Reality Will Clobber Japan: Peter Schiff
The incredible rise of Japanese stocks, and the gut-wrenching correction that recently ensued, have only one parallel for Peter Schiff: The dot-com bubble of the late 1990s and 2000.
In both rallies, investors shifted away from accepted means of valuation, and were instead "deluded by fairy tales," Schiff said. As tech stocks skyrocketed, "We were told that valuations, revenue and profits no longer mattered."
And as Japan embarked upon a policy of massive quantitative easing, "monetary policy was seen as a substitute for an actual economy."
(Read More: PM Abe Says G-8 Welcomed Japan's Economic Policies)
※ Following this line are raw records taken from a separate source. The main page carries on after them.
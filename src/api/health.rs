use axum::extract::State;
use axum::http::StatusCode;
use axum::Json;
use serde_json::{json, Value};
use tracing::warn;

use super::AppState;

/// Liveness: the process is up and serving requests.
pub async fn health() -> Json<Value> {
    Json(json!({"status": "ok"}))
}

/// Readiness: storage answers within its deadline. The cache is optional and
/// never gates readiness.
pub async fn ready(State(state): State<AppState>) -> (StatusCode, Json<Value>) {
    match state.engine.storage_ready().await {
        Ok(()) => (StatusCode::OK, Json(json!({"status": "ready"}))),
        Err(e) => {
            warn!(error = %e, "Readiness check failed");
            (
                StatusCode::SERVICE_UNAVAILABLE,
                Json(json!({"status": "unavailable", "error": e.code()})),
            )
        }
    }
}
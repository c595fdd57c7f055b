//! Innings: one side's batting turn.

use crate::domain::primitives::UnknownVariant;
use crate::domain::{InningsId, MatchId, Over, Team, TimeMs, BALLS_PER_OVER};
use rust_decimal::Decimal;
use serde::{Deserialize, Serialize};
use std::str::FromStr;

/// Wickets that end an innings.
pub const ALL_OUT_WICKETS: u32 = 10;

#[derive(Debug, Clone, Copy, PartialEq, Eq, Hash, Serialize, Deserialize)]
#[serde(rename_all = "snake_case")]
pub enum InningsStatus {
    InProgress,
    Completed,
}

impl InningsStatus {
    pub fn as_str(&self) -> &'static str {
        match self {
            InningsStatus::InProgress => "in_progress",
            InningsStatus::Completed => "completed",
        }
    }
}

impl FromStr for InningsStatus {
    type Err = UnknownVariant;

    fn from_str(s: &str) -> Result<Self, Self::Err> {
        match s {
            "in_progress" => Ok(InningsStatus::InProgress),
            "completed" => Ok(InningsStatus::Completed),
            other => Err(UnknownVariant::new("innings status", other)),
        }
    }
}

/// An innings and its derived totals.
#[derive(Debug, Clone, PartialEq, Eq, Serialize, Deserialize)]
pub struct Innings {
    pub id: InningsId,
    pub match_id: MatchId,
    /// 1 or 2.
    pub innings_number: u8,
    pub batting_team: Team,
    pub total_runs: u32,
    pub total_wickets: u32,
    /// Legal deliveries bowled.
    pub total_balls: u32,
    pub status: InningsStatus,
    pub created_at: TimeMs,
    pub updated_at: TimeMs,
}

impl Innings {
    /// Open an innings with zeroed totals.
    pub fn open(match_id: MatchId, innings_number: u8, batting_team: Team) -> Self {
        let now = TimeMs::now();
        Innings {
            id: InningsId::new(),
            match_id,
            innings_number,
            batting_team,
            total_runs: 0,
            total_wickets: 0,
            total_balls: 0,
            status: InningsStatus::InProgress,
            created_at: now,
            updated_at: now,
        }
    }

    /// Refold totals from the innings' overs. Status is left to the caller.
    pub fn recompute(&mut self, overs: &[Over]) {
        self.total_runs = overs.iter().map(|o| o.total_runs).sum();
        self.total_wickets = overs.iter().map(|o| o.wickets).sum();
        self.total_balls = overs.iter().map(|o| o.legal_balls).sum();
        self.updated_at = TimeMs::now();
    }

    pub fn is_in_progress(&self) -> bool {
        self.status == InningsStatus::InProgress
    }

    pub fn complete(&mut self) {
        self.status = InningsStatus::Completed;
        self.updated_at = TimeMs::now();
    }

    /// Completed overs plus the fraction of the current one.
    pub fn overs(&self) -> Decimal {
        overs_decimal(self.total_balls)
    }

    /// Scoreboard notation, e.g. `7.3` for seven overs and three balls.
    pub fn overs_display(&self) -> String {
        overs_display(self.total_balls)
    }

    /// Runs per over, rounded to two places. Zero before the first legal ball.
    pub fn run_rate(&self) -> Decimal {
        if self.total_balls == 0 {
            return Decimal::ZERO;
        }
        (Decimal::from(self.total_runs) * Decimal::from(BALLS_PER_OVER)
            / Decimal::from(self.total_balls))
        .round_dp(2)
    }
}

pub fn overs_decimal(legal_balls: u32) -> Decimal {
    Decimal::from(legal_balls / BALLS_PER_OVER)
        + Decimal::from(legal_balls % BALLS_PER_OVER) / Decimal::from(BALLS_PER_OVER)
}

pub fn overs_display(legal_balls: u32) -> String {
    format!(
        "{}.{}",
        legal_balls / BALLS_PER_OVER,
        legal_balls % BALLS_PER_OVER
    )
}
Now the Japanese Nikkei index sits nearly 20 percentage points below its late-May peak. But Peter Schiff, the CEO of Euro Pacific Capital, said it could get much worse.
"The Japanese government could quickly become insolvent," Schiff said. This would happen if Japanese bond yields continued to rise, for "if rates on the 10-year debt were to ever match the 2 percent of their inflation target, more than half of total tax revenue would be needed to service debt payments."
But Miller Tabak's chief economic strategist, Andrew Wilkinson, does not believe that Schiff's concern is a serious one. "My opinion is that it probably won't happen," Wilkinson said regarding Schiff's nightmare scenario.
"The nature of the Japanese bond market is that the majority of investors are domestic. So I don't see foreign investors throwing in the towel as being a big-picture driver here."
Beyond the intricacies of the Japanese bond market, Schiff and Wilkinson have a fundamental disagreement about economic policy.
Schiff said he believes that Japan Prime Minister Shinzo Abe "is giving the world a free and timely lesson on the dangers of overly accommodative policy." Schiff said that Americans should look to Japan as "our canary in the coal mine," and as a lesson that "quantitative easing and growth through valuation is a cul-de-sac that should be avoided."
On the other hand, "I believe that quantitative easing works," Wilkinson told CNBC.com. "I think that the maximum skepticism surrounding the Bank of Japan's policies is probably behind us, and the darkest days for Japanese equities have probably passed."
(Read More: Is the Nikkei's Rebound for Real?)
Whomever is right, on this much they would probably agree: Japan will allow investors to either gain or lose massive amounts of money over the coming years.